Natixis and EDHECinfra team up to evaluate the impact of ESG on infrastructure investing
Infrastructure benchmark pioneers to create measures and indices of the increasingly significant impact of ESG (Environmental, Social, Governance) factors on infrastructure investments
Natixis and EDHECinfra launch today a new three-year research chair, directed by the same team that created an unlisted infrastructure indexing platform. The chair’s aim is to create useable, comparable documented measures of the impact and risk profile of social and environmental factors on infrastructure investments.
ESG refers to the central factors in measuring the sustainability and ethical impact of an investment in a company or business. Despite its relevance to today’s financial world, few holistic and systematic measures exist to help investors to track ESG outcomes and related risks.
The first aim of the Research Chair will be to produce a comprehensive but compact analysis of ESG reporting standards, taking the perspective of infrastructure companies and aiming to provide an exhaustive set of potential ESG impacts and risks. Next, using machine learning, the team will create new datasets on ESG risks and their impacts in infrastructure investments.

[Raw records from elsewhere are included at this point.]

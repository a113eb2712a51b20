mod auth;
mod config;
mod constants;
mod crypto;
mod error;
mod openai;
mod providers;
mod proxy;
mod routes;
mod store;
mod transforms;

use axum::{
    Router, ServiceExt,
    extract::State,
    http::{HeaderMap, HeaderValue, Method, StatusCode, header},
    middleware::{self, Next},
    response::{IntoResponse, Response},
    routing::{any, get, post},
};
use clap::Parser;
use std::net::SocketAddr;
use std::sync::Arc;
use std::time::Duration;
use tower_http::cors::{AllowOrigin, CorsLayer};
use tower_http::normalize_path::NormalizePath;
use tracing::info;
use tracing_subscriber::{layer::SubscriberExt, util::SubscriberInitExt};

use auth::{CredentialResolver, KeyResolver, OAuthManager, RateLimiter};
use config::{Config, CorsMode};
use crypto::Crypto;
use providers::ProviderRegistry;
use proxy::ModelCache;
use store::StoreClient;

pub struct AppState {
    pub store: Arc<StoreClient>,
    pub crypto: Arc<Crypto>,
    pub oauth: Arc<OAuthManager>,
    pub credentials: CredentialResolver,
    pub keys: KeyResolver,
    pub rate_limiter: Arc<RateLimiter>,
    pub providers: ProviderRegistry,
    pub model_cache: ModelCache,
    /// Long-timeout client for completion traffic.
    pub http: reqwest::Client,
    /// Short-timeout client for token, models, and session calls.
    pub control: reqwest::Client,
    pub site_url: String,
    pub cors_mode: CorsMode,
}

#[derive(Parser)]
#[command(name = "modelgate")]
#[command(about = "Multi-provider LLM gateway")]
struct Args {
    /// Host to bind to
    #[arg(short = 'H', long, env = "MODELGATE_HOST")]
    host: Option<String>,

    /// Port to bind to
    #[arg(short, long, env = "MODELGATE_PORT")]
    port: Option<u16>,
}

fn apply_v1_cors(mode: &CorsMode, origin: Option<&str>, headers: &mut HeaderMap) {
    if let Some(allow) = mode.allow_origin_value(origin)
        && let Ok(value) = HeaderValue::from_str(&allow)
    {
        headers.insert(header::ACCESS_CONTROL_ALLOW_ORIGIN, value);
    }
    headers.insert(
        header::ACCESS_CONTROL_ALLOW_METHODS,
        HeaderValue::from_static("GET, POST, OPTIONS"),
    );
    headers.insert(
        header::ACCESS_CONTROL_ALLOW_HEADERS,
        HeaderValue::from_static("Content-Type, Authorization, x-api-key"),
    );
    headers.insert(
        header::ACCESS_CONTROL_MAX_AGE,
        HeaderValue::from_static("86400"),
    );
}

/// CORS for the caller-facing `/v1` surface. Preflight answers 204 empty.
async fn v1_cors_middleware(
    State(state): State<Arc<AppState>>,
    request: axum::extract::Request,
    next: Next,
) -> Response {
    let origin = request
        .headers()
        .get(header::ORIGIN)
        .and_then(|v| v.to_str().ok())
        .map(|s| s.to_string());

    if request.method() == Method::OPTIONS {
        let mut response = StatusCode::NO_CONTENT.into_response();
        apply_v1_cors(&state.cors_mode, origin.as_deref(), response.headers_mut());
        return response;
    }

    let mut response = next.run(request).await;
    apply_v1_cors(&state.cors_mode, origin.as_deref(), response.headers_mut());
    response
}

#[tokio::main]
async fn main() {
    tracing_subscriber::registry()
        .with(
            tracing_subscriber::EnvFilter::try_from_default_env()
                .unwrap_or_else(|_| tracing_subscriber::EnvFilter::new("info")),
        )
        .with(tracing_subscriber::fmt::layer())
        .init();

    let args = Args::parse();
    let config = Config::from_env();

    let host = args.host.unwrap_or(config.host);
    let port = args.port.unwrap_or(config.port);

    // Shared HTTP clients with connection pooling; completions get a long
    // deadline, control-plane calls a short one
    let http = reqwest::Client::builder()
        .timeout(Duration::from_secs(300))
        .pool_max_idle_per_host(10)
        .build()
        .expect("Failed to create HTTP client");
    let control = reqwest::Client::builder()
        .timeout(Duration::from_secs(30))
        .build()
        .expect("Failed to create HTTP client");

    let store = Arc::new(StoreClient::new(
        config.store_url.clone(),
        config.store_admin_key.clone(),
        control.clone(),
    ));
    let crypto = Arc::new(Crypto::new(&config.encryption_key));
    let oauth = Arc::new(OAuthManager::new(
        Arc::clone(&store),
        Arc::clone(&crypto),
        control.clone(),
    ));
    let credentials =
        CredentialResolver::new(Arc::clone(&store), Arc::clone(&crypto), Arc::clone(&oauth));
    let keys = KeyResolver::new(Arc::clone(&store));
    let rate_limiter = Arc::new(RateLimiter::new());
    let providers = ProviderRegistry::new(http.clone());

    auth::rate_limit::spawn_gc(Arc::clone(&rate_limiter));
    auth::oauth::spawn_background_refresh(Arc::clone(&oauth));

    let state = Arc::new(AppState {
        store,
        crypto,
        oauth,
        credentials,
        keys,
        rate_limiter,
        providers,
        model_cache: ModelCache::new(),
        http,
        control,
        site_url: config.site_url.clone(),
        cors_mode: config.cors_mode.clone(),
    });

    // Dashboard CORS is pinned to the configured client origins
    let client_urls = config.client_urls.clone();
    let dashboard_cors = CorsLayer::new()
        .allow_origin(AllowOrigin::predicate(move |origin: &HeaderValue, _| {
            origin
                .to_str()
                .map(|o| client_urls.iter().any(|allowed| allowed == o))
                .unwrap_or(false)
        }))
        .allow_methods([Method::GET, Method::POST, Method::OPTIONS])
        .allow_headers([header::CONTENT_TYPE, header::AUTHORIZATION])
        .allow_credentials(true);

    let v1_routes = Router::new()
        .route("/chat/completions", post(routes::openai::chat_completions))
        .route("/completions", post(routes::openai::legacy_completions))
        .route("/messages", post(routes::anthropic::messages))
        .route("/models", get(routes::openai::list_models))
        .route("/models/{model}", get(routes::openai::get_model))
        .route("/embeddings", post(routes::openai::not_implemented))
        .route("/moderations", post(routes::openai::not_implemented))
        .route("/images/{*rest}", any(routes::openai::not_implemented))
        .route("/audio/{*rest}", any(routes::openai::not_implemented))
        .fallback(routes::openai::unknown_endpoint)
        .layer(middleware::from_fn_with_state(
            state.clone(),
            v1_cors_middleware,
        ));

    let dashboard_routes = Router::new()
        .route(
            "/keys",
            post(routes::dashboard::create_key).get(routes::dashboard::list_keys),
        )
        .route("/credentials", post(routes::dashboard::store_credential))
        .route("/oauth/status", get(routes::dashboard::oauth_status))
        .route("/oauth/start", post(routes::dashboard::oauth_start))
        .route("/oauth/callback", get(routes::dashboard::oauth_callback))
        .route("/oauth/exchange", post(routes::dashboard::oauth_exchange))
        .route("/oauth/disconnect", post(routes::dashboard::oauth_disconnect))
        .layer(dashboard_cors);

    let app = NormalizePath::trim_trailing_slash(
        Router::new()
            .route("/health", get(routes::health::health))
            .nest("/v1", v1_routes)
            .nest("/dashboard", dashboard_routes)
            .with_state(state),
    );

    let addr: SocketAddr = format!("{}:{}", host, port)
        .parse()
        .expect("Invalid address");
    info!("Starting modelgate v{}", routes::health::VERSION);
    info!("Listening on http://{}", addr);

    let listener = tokio::net::TcpListener::bind(addr).await.unwrap();
    axum::serve(
        listener,
        ServiceExt::<axum::extract::Request>::into_make_service(app),
    )
    .await
    .unwrap();
}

The ultimate goal is that these will lead to the development of an infrastructure social acceptability index, as well as of measures of economic impact and of the climate risk exposure index of infrastructure assets.
“Infrastructure investments have value because they are useful over long periods of time. Social and environmental factors significantly impact this long-term value, but today we do not know how or on what scale. We can build a new area of applied knowledge, combining existing datasets with new ones created using artificial intelligence, and drawing on the depth of knowledge on infrastructure assets and investment shared between EDHECinfra and Natixis”, says Frederic Blanc-Brude, director of EDHECinfra.
“We want to determine what impact better-designed, more resilient infrastructure can have, both for the economy and for investors, focusing on first-order problems like climate risk and social acceptability over the life of these investments. Ultimately, the understanding these issues will impact investors’ selection criteria and the prudential treatment when investing in the asset class”, explains Anne-Christine Champion, Global Head of Real Assets, Corporate & Investment Banking at Natixis.
This long-term partnership between Natixis and EDHEC began in 2012. Over the subsequent seven years, they have jointly generated a number of key research findings and industrial applications thanks to the strong link between academia and practitioners. With the support of Natixis, the EDHECinfra research institute delivered new ways to understand and model credit risk in private infrastructure debt, a series of financial benchmarks that track 20 years of investment in the asset class, and a better integration of this asset class in prudential regimes such as Solvency-II.
EDHECinfra exists to answer a simple question: Why does infrastructure have value? The value of infrastructure is financial, economic and social and determines the opportunity to have infrastructure in the first place. EDHECinfra collects data, develops methodologies and produces research and tools to help answer this question. In 2019, EDHECinfra launched a series of global indices and benchmarks of the risk-adjusted performance of private investments in the equity and the debt of infrastructure companies. Having created the largest database of infrastructure investment data in the world, in combination with cutting-edge technology to estimate the fair value of illiquid assets, EDHECinfra is now a key knowledge repository for infrastructure investors. Going forward, EDHECinfra is developing a series of projects to measure the exposure and materiality of ESG (environmental, social and governance) risks and impacts present in infrastructure investment, including social acceptability, physical risks and the usefulness of infrastructure assets. All things by which infrastructure does, or not, have value in the long-term.